Having spent months using the ominous threat of violence to gain attention in Charlottesville, these modern-day homegrown terrorists attacked their fellow countrymen in a spectacle-like setting. The death of heroic activist Heather Heyer and the injuries of 19 other brave men and women are, quite horribly, only the most recent casualties in a long string of murders by white supremacists.
Donning helmets, bulletproof vests and military gear, armed with assault rifles, handguns and plenty of ammunition, "Unite the Right" members took a page right out of the old secessionist handbook. In fact, a highly functional culture of vigilante violence has long existed in the antebellum South. It was even more entrenched in the Deep South, where large percentages of slaves and greater economic inequality between whites intensified social tensions. And just as in their beloved Confederacy, where vigilantes worked hand-in-hand with local law enforcement, the Charlottesville vigilantes encountered very little resistance from the police.
The preservation of a multifaceted slave society required constant attention. By itself, the legal system could not assure the level of security slave owners needed to feel safe, so they employed extralegal means to buttress the criminal code. As the American abolitionist movement gained steam in the 1830s, Southern vigilante posses began springing up throughout the region. Led by the most affluent men in each village and town, vigilance committees and "minute men" groups terrorized both slaves and poor whites in an effort to enforce segregation and prevent possible rebellions. Precursors to the Ku Klux Klan, these terroristic groups used violence and the constant threat of violence to maintain the Southern hierarchy, and eventually achieve secession from the United States.
As the American abolitionist movement gained steam in the 1830s, Southern vigilante posses began springing up throughout the region. Led by the most affluent men in each village and town, vigilance committees and "minute men" groups terrorized both slaves and poor whites in an effort to enforce segregation and prevent possible rebellions.
Along with legally sanctioned slave patrols, vigilante slave owners and their allies were always policing the underclasses, reminding them that every utterance, every allegiance and every movement was under surveillance, with bloodshed a quick remedy for disloyalty. They targeted whites who were not connected to the slave empire, or who disagreed with slavery morally or intellectually. But their primary targets were black Americans, who bore -- and still bear -- the vast brunt of our nation's brutality.

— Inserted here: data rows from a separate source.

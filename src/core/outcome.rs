//! Tri-state result of a bounded search.

use serde::{Deserialize, Serialize};

/// Result of a search that may be cut short by its budget.
#[derive(Clone, Debug, PartialEq, Eq, Serialize, Deserialize)]
pub enum SearchOutcome<T> {
    /// A solution was found.
    Found(T),
    /// The search space was exhausted without a solution.
    NotFound,
    /// The budget ran out first; a solution may or may not exist.
    BudgetExceeded,
}

impl<T> SearchOutcome<T> {
    #[must_use]
    pub fn is_found(&self) -> bool {
        matches!(self, SearchOutcome::Found(_))
    }

    /// The solution, if one was found.
    pub fn found(self) -> Option<T> {
        match self {
            SearchOutcome::Found(value) => Some(value),
            SearchOutcome::NotFound | SearchOutcome::BudgetExceeded => None,
        }
    }

    pub fn map<U>(self, f: impl FnOnce(T) -> U) -> SearchOutcome<U> {
        match self {
            SearchOutcome::Found(value) => SearchOutcome::Found(f(value)),
            SearchOutcome::NotFound => SearchOutcome::NotFound,
            SearchOutcome::BudgetExceeded => SearchOutcome::BudgetExceeded,
        }
    }
}

#[cfg(test)]
mod tests {
    use super::*;

    #[test]
    fn test_found_and_map() {
        let outcome = SearchOutcome::Found(2).map(|n| n * 10);
        assert!(outcome.is_found());
        assert_eq!(outcome.found(), Some(20));

        let missing: SearchOutcome<i32> = SearchOutcome::BudgetExceeded;
        assert!(!missing.is_found());
        assert_eq!(missing.map(|n| n + 1), SearchOutcome::BudgetExceeded);
        assert_eq!(SearchOutcome::<i32>::NotFound.found(), None);
    }
}
//! Shared helpers for integration tests.

use std::sync::Once;

use tracing_subscriber::{fmt, EnvFilter};

static INIT: Once = Once::new();

/// Install a test log subscriber once per test binary.
///
/// Level comes from `TEST_LOG`, then `RUST_LOG`, then `"warn"`.
pub fn init_logging() {
    INIT.call_once(|| {
        let filter = std::env::var("TEST_LOG")
            .or_else(|_| std::env::var("RUST_LOG"))
            .map(EnvFilter::new)
            .unwrap_or_else(|_| EnvFilter::new("warn"));

        fmt()
            .with_env_filter(filter)
            .with_test_writer()
            .without_time()
            .try_init()
            .ok();
    });
}
//! Criterion benchmarks for the search-heavy operations.
//!
//! Run with:
//!     cargo bench --bench engines

use std::hint::black_box;

use criterion::{criterion_group, criterion_main, BenchmarkId, Criterion};

use arcade_rules::core::{GameRng, SearchBudget};
use arcade_rules::games::chess::{all_legal_moves, Board};
use arcade_rules::games::doudizhu::{candidate_plays, Deal};
use arcade_rules::games::linkup::{find_full_solution, find_hint, generate_board, LevelConfig, LEVELS};
use arcade_rules::games::points24::{is_solvable, solve, PuzzleConfig};

fn bench_chess(c: &mut Criterion) {
    let positions = [
        ("start", Board::standard()),
        (
            "kiwipete",
            Board::from_fen("r3k2r/p1ppqpb1/bn2pnp1/3PN3/1p2P3/2N2Q1p/PPPBBPPP/R3K2R w KQkq - 0 1")
                .unwrap(),
        ),
    ];
    let mut group = c.benchmark_group("chess/all_legal_moves");
    for (name, board) in &positions {
        group.bench_with_input(BenchmarkId::from_parameter(name), board, |b, board| {
            b.iter(|| black_box(all_legal_moves(board).len()))
        });
    }
    group.finish();
}

fn bench_doudizhu(c: &mut Criterion) {
    let deal = Deal::shuffled(&mut GameRng::new(42));
    let hands: Vec<_> = deal.hands.values().cloned().collect();
    c.bench_function("doudizhu/candidate_plays", |b| {
        b.iter(|| {
            let total: usize = hands.iter().map(|h| candidate_plays(h, None).len()).sum();
            black_box(total)
        })
    });
}

fn bench_linkup(c: &mut Criterion) {
    let mut group = c.benchmark_group("linkup/find_hint");
    for level in &LEVELS {
        let board = generate_board(level, &mut GameRng::new(7)).unwrap();
        group.bench_with_input(BenchmarkId::from_parameter(level.level), &board, |b, board| {
            b.iter(|| black_box(find_hint(board)))
        });
    }
    group.finish();

    let small = LevelConfig::new(1, 4, 6, 6);
    let board = generate_board(&small, &mut GameRng::new(7)).unwrap();
    c.bench_function("linkup/find_full_solution/4x6", |b| {
        b.iter(|| black_box(find_full_solution(&board, SearchBudget::default()).is_found()))
    });
}

fn bench_points24(c: &mut Criterion) {
    let config = PuzzleConfig::default();
    c.bench_function("points24/solve/solvable", |b| {
        b.iter(|| black_box(solve(&[3, 3, 8, 8], &config, SearchBudget::unlimited())))
    });
    c.bench_function("points24/is_solvable/unsolvable", |b| {
        b.iter(|| black_box(is_solvable(&[1, 1, 1, 1])))
    });
}

criterion_group!(benches, bench_chess, bench_doudizhu, bench_linkup, bench_points24);
criterion_main!(benches);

Although slave owners' extensive use of vigilante violence to achieve disunion has generally been overlooked by historians, it unquestionably existed. Secession certainly was not secured by popular (white) will, nor by free choice for that matter. The master class had long lorded over the region with slave patrols, vigilante violence and mob brutality, and these instruments of force all helped to secure disunion. "The subsequent proceedings of the Southern leaders convinced all that there was a large element of Southern society which had been drawn into secession by force," one white abolitionist Virginian wrote. To be sure, "every step of the South has been marked by perjury, treachery and lawlessness."[1]
Vigilante violence was unquestionably necessary, claimed the Vicksburg Weekly Citizen, just in case the government needed to "resort to drastic measures to [e]nsure secession." W.S. Barry, the president of the Mississippi Secession Convention, even suggested that "a stiff limb and a strong rope vigorously applied" should quiet anyone who was opposed to "our work."[2]
In Charlottesville this past weekend the American public witnessed the same type of terroristic intimidation that vigilante slaveholders once employed. This racist violence and rhetoric was amplified during Trump presidential rallies and has since been consistently condoned -- tacitly, or increasingly, explicitly -- by the president himself. Trump's abhorrent comments essentially defending white supremacists Tuesday afternoon only serve to show just how ingrained racism is in our current executive branch.
Perhaps even more alarmingly, however, was the fact that police seemingly allowed the neo-Confederate white supremacists to do as they pleased, even declining to intervene as anti-racist counter-protestors were savagely attacked. Comparing the police's often violent reaction to Black Lives Matter protestors with their "coddling" of white supremacists, Keeanga-Yamahtta Taylor wrote that by contrast, in Charlottesville "police stood passively as white supremacists lined up in formation, charged at protestors, and beat people."[3]
In Charlottesville this past weekend the American public witnessed the same type of terroristic intimidation that vigilante slaveholders once employed. This racist violence and rhetoric was amplified during Trump presidential rallies and has since been consistently condoned -- tacitly, or increasingly, explicitly -- by the president himself.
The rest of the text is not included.